San Diego CA (SPX) Oct 07, 2005
Researchers at the University of California, San Diego (UCSD) have been awarded $760,000 from the National Institute of Environmental Health Sciences (NIEHS) to build a Geographic Information System (GIS).

This system will link to the NIEHS Hurricane Katrina Information Website, providing workers in the field and researchers with up-to-date information regarding toxicant exposure and human health.

The supplemental grant was awarded by the NIEHS to the UCSD Superfund Basic Research Program (SBRP), directed by Robert Tukey, Ph.D., professor of pharmacology, chemistry and biochemistry in the UCSD School of Medicine. The SBRP was first funded with $15 million in 2000, and received a five-year, $17.2 million renewal of this grant from NIEHS in April of this year.

"We are proud to be one of the academic partners around the country working with NIEHS," said UCSD Chancellor Marye Anne Fox. "The situation in the Gulf has affected thousands of people, and we have a responsibility to apply our research capabilities towards helping to understand the long-term impact on human health of the recent devastation."

In the aftermath of Katrina, the need for a user-friendly web-based portal, including an on-line, interactive GIS system coupled with high-resolution visualization tools immediately became clear.

"Within days of the hurricane hitting New Orleans and the Gulf Coast, we realized that a one-stop shop for data, knowledge and tools would be valuable to research scientists who needed data for analyzing immediate and long-term impacts of environmental stressors on human health," said Tukey.

Under direction from Dr.

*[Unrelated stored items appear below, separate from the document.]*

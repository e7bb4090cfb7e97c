//! Seeds a local database with a demo course, an enrollment, and a couple of
//! completed lessons so the service layer has something to show.

use std::fmt;

use chrono::{DateTime, Duration, Utc};
use course_core::model::{
    Course, CourseId, Lesson, LessonId, LessonKind, LessonProgress, Module, ModuleId, UserId,
};
use storage::repository::Storage;

#[derive(Debug, Clone)]
struct Args {
    db_url: String,
    course_id: CourseId,
    user_id: UserId,
    completions: u32,
    now: DateTime<Utc>,
}

#[derive(Debug)]
enum ArgsError {
    MissingValue { flag: &'static str },
    UnknownArg(String),
    InvalidCourseId { raw: String },
    InvalidUserId { raw: String },
    InvalidCompletions { raw: String },
    InvalidNow { raw: String },
}

impl fmt::Display for ArgsError {
    fn fmt(&self, f: &mut fmt::Formatter<'_>) -> fmt::Result {
        match self {
            ArgsError::MissingValue { flag } => write!(f, "{flag} requires a value"),
            ArgsError::UnknownArg(arg) => write!(f, "unknown argument: {arg}"),
            ArgsError::InvalidCourseId { raw } => write!(f, "invalid --course-id value: {raw}"),
            ArgsError::InvalidUserId { raw } => {
                write!(f, "invalid --user value (expected UUID): {raw}")
            }
            ArgsError::InvalidCompletions { raw } => {
                write!(f, "invalid --completions value: {raw}")
            }
            ArgsError::InvalidNow { raw } => {
                write!(f, "invalid --now value (expected RFC3339): {raw}")
            }
        }
    }
}

impl std::error::Error for ArgsError {}

fn require_value(
    args: &mut impl Iterator<Item = String>,
    flag: &'static str,
) -> Result<String, ArgsError> {
    args.next().ok_or(ArgsError::MissingValue { flag })
}

impl Args {
    fn parse() -> Result<Self, ArgsError> {
        let mut db_url =
            std::env::var("COURSE_DB_URL").unwrap_or_else(|_| "sqlite:dev.sqlite3?mode=rwc".into());
        let mut course_id = std::env::var("COURSE_ID")
            .ok()
            .and_then(|value| value.parse::<u64>().ok())
            .map_or_else(|| CourseId::new(1), CourseId::new);
        let mut user_id = std::env::var("COURSE_USER")
            .ok()
            .and_then(|value| value.parse::<UserId>().ok());
        let mut completions = 2_u32;
        let mut now: Option<DateTime<Utc>> = None;

        let mut args = std::env::args().skip(1);
        while let Some(arg) = args.next() {
            match arg.as_str() {
                "--db" => {
                    db_url = require_value(&mut args, "--db")?;
                }
                "--course-id" => {
                    let value = require_value(&mut args, "--course-id")?;
                    course_id = value
                        .parse::<u64>()
                        .map(CourseId::new)
                        .map_err(|_| ArgsError::InvalidCourseId { raw: value })?;
                }
                "--user" => {
                    let value = require_value(&mut args, "--user")?;
                    user_id = Some(
                        value
                            .parse::<UserId>()
                            .map_err(|_| ArgsError::InvalidUserId { raw: value })?,
                    );
                }
                "--completions" => {
                    let value = require_value(&mut args, "--completions")?;
                    completions = value
                        .parse::<u32>()
                        .map_err(|_| ArgsError::InvalidCompletions { raw: value })?;
                }
                "--now" => {
                    let value = require_value(&mut args, "--now")?;
                    now = Some(
                        value
                            .parse::<DateTime<Utc>>()
                            .map_err(|_| ArgsError::InvalidNow { raw: value })?,
                    );
                }
                other => return Err(ArgsError::UnknownArg(other.to_string())),
            }
        }

        Ok(Self {
            db_url,
            course_id,
            user_id: user_id.unwrap_or_else(UserId::generate),
            completions,
            now: now.unwrap_or_else(Utc::now),
        })
    }
}

fn demo_course(course_id: CourseId) -> Course {
    let base = course_id.value() * 100;
    let m1 = Module::new(
        ModuleId::new(base + 1),
        "Getting Started",
        0,
        vec![
            Lesson::new(LessonId::new(base + 1), "Welcome", LessonKind::Video, 5, 0)
                .expect("valid lesson"),
            Lesson::new(LessonId::new(base + 2), "Installing the Toolchain", LessonKind::Text, 15, 1)
                .expect("valid lesson"),
        ],
    )
    .expect("valid module");
    let m2 = Module::new(
        ModuleId::new(base + 2),
        "Fundamentals",
        1,
        vec![
            Lesson::new(LessonId::new(base + 3), "Ownership", LessonKind::Video, 25, 0)
                .expect("valid lesson"),
            Lesson::new(LessonId::new(base + 4), "Borrowing", LessonKind::Audio, 20, 1)
                .expect("valid lesson"),
        ],
    )
    .expect("valid module");

    Course::new(
        course_id,
        "Rust Fundamentals",
        Some("From zero to ownership".into()),
        "1.0.0",
        6,
        vec![m1, m2],
    )
    .expect("valid course")
}

#[tokio::main]
async fn main() -> Result<(), Box<dyn std::error::Error>> {
    let args = Args::parse()?;

    let storage = Storage::sqlite(&args.db_url).await?;
    let course = demo_course(args.course_id);
    storage.courses.upsert_course(&course).await?;

    match storage
        .enrollments
        .enroll(args.user_id, course.id(), args.now)
        .await
    {
        Ok(_) => {}
        Err(storage::repository::StorageError::Conflict) => {
            eprintln!("user {} already enrolled, reusing enrollment", args.user_id);
        }
        Err(err) => return Err(err.into()),
    }

    let lessons: Vec<&Lesson> = course.lessons().collect();
    let count = usize::try_from(args.completions).unwrap_or(usize::MAX);
    for (index, lesson) in lessons.iter().take(count).enumerate() {
        let offset = i64::try_from(index).unwrap_or(i64::MAX);
        let row = LessonProgress::new(
            args.user_id,
            lesson.id(),
            args.now + Duration::minutes(offset * 10),
            Some(80),
            lesson.duration_minutes() * 60,
        )?;
        storage.progress.upsert_progress(&row).await?;
    }

    println!(
        "seeded course {} ({} lessons) for user {} with {} completions in {}",
        course.id(),
        course.total_lessons(),
        args.user_id,
        count.min(lessons.len()),
        args.db_url,
    );

    Ok(())
}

David Schwartz, Director of the NIEHS and Dr. William Suk, Director of the Superfund Basic Research Program at NIEHS, Tukey called together a team of GIS experts including Mark Ellisman, Ph.D., Professor of Neurosciences and Bioengineering and Director of the National Center for Microscopy and Imaging Research as well as the Superfund Imaging Core; Eric Frost, Ph.D., from UCSD's California Institute for Telecommunications and Information Technology and San Diego State University's Visualization Center, a world-class operation assembling large-scale images of the planet; and Marie Lynn Miranda, Ph.D., Director of the Children's Environmental Health Initiative, Nicholas School of the Environment and Earth Science at Duke University.

The team participated in several Katrina disaster conference calls organized by the NIEHS in which they elaborated on a vision to provide guidance and support in developing the agency's Web-based portal. Goals had been set by the NIEHS to assess human exposure to toxicants in the immediate aftermath of the storm; evaluate the potential for future exposure and determine how to best reduce or eliminate it; and establish programs to monitor human and environmental health impacts over time.

To meet these goals, the UCSD team realized the need to enable secure, collaborative data sharing. Using leading-edge information technologies developed at the National Center for Microscopy and Imaging Research, Web portals could be constructed with advanced capabilities for collaborative data analysis (collectively referred to as Telescience.) These Telescience tools would provide a rapid mechanism by which to coordinate the various computational resources and integrate them with the data and visuals already being put together at the NIEHS Web site

Within two weeks of the hurricane, the team had begun assembling the technical framework to help NIEHS realize its goal of serving as a national resource to track environmental hazards and focus various medical and environmental responses in areas of greatest need. Subsequently, UCSD sought funding from NIEHS for implementation of the hardware, software and personnel necessary to continue building the technical infrastructure of the GIS.

Led by researchers at UCSD, the GIS builds upon collaborations among interdisciplinary teams of scientists at UCSD, Duke and San Diego State University. As the storm approached, Frost and John Graham, Senior Research Scientist at SDSU, began acquiring satellite images making it possible to generate, with high-resolution aerial photographs, pre-and post-disaster images of those areas impacted in Louisiana, Mississippi and Alabama.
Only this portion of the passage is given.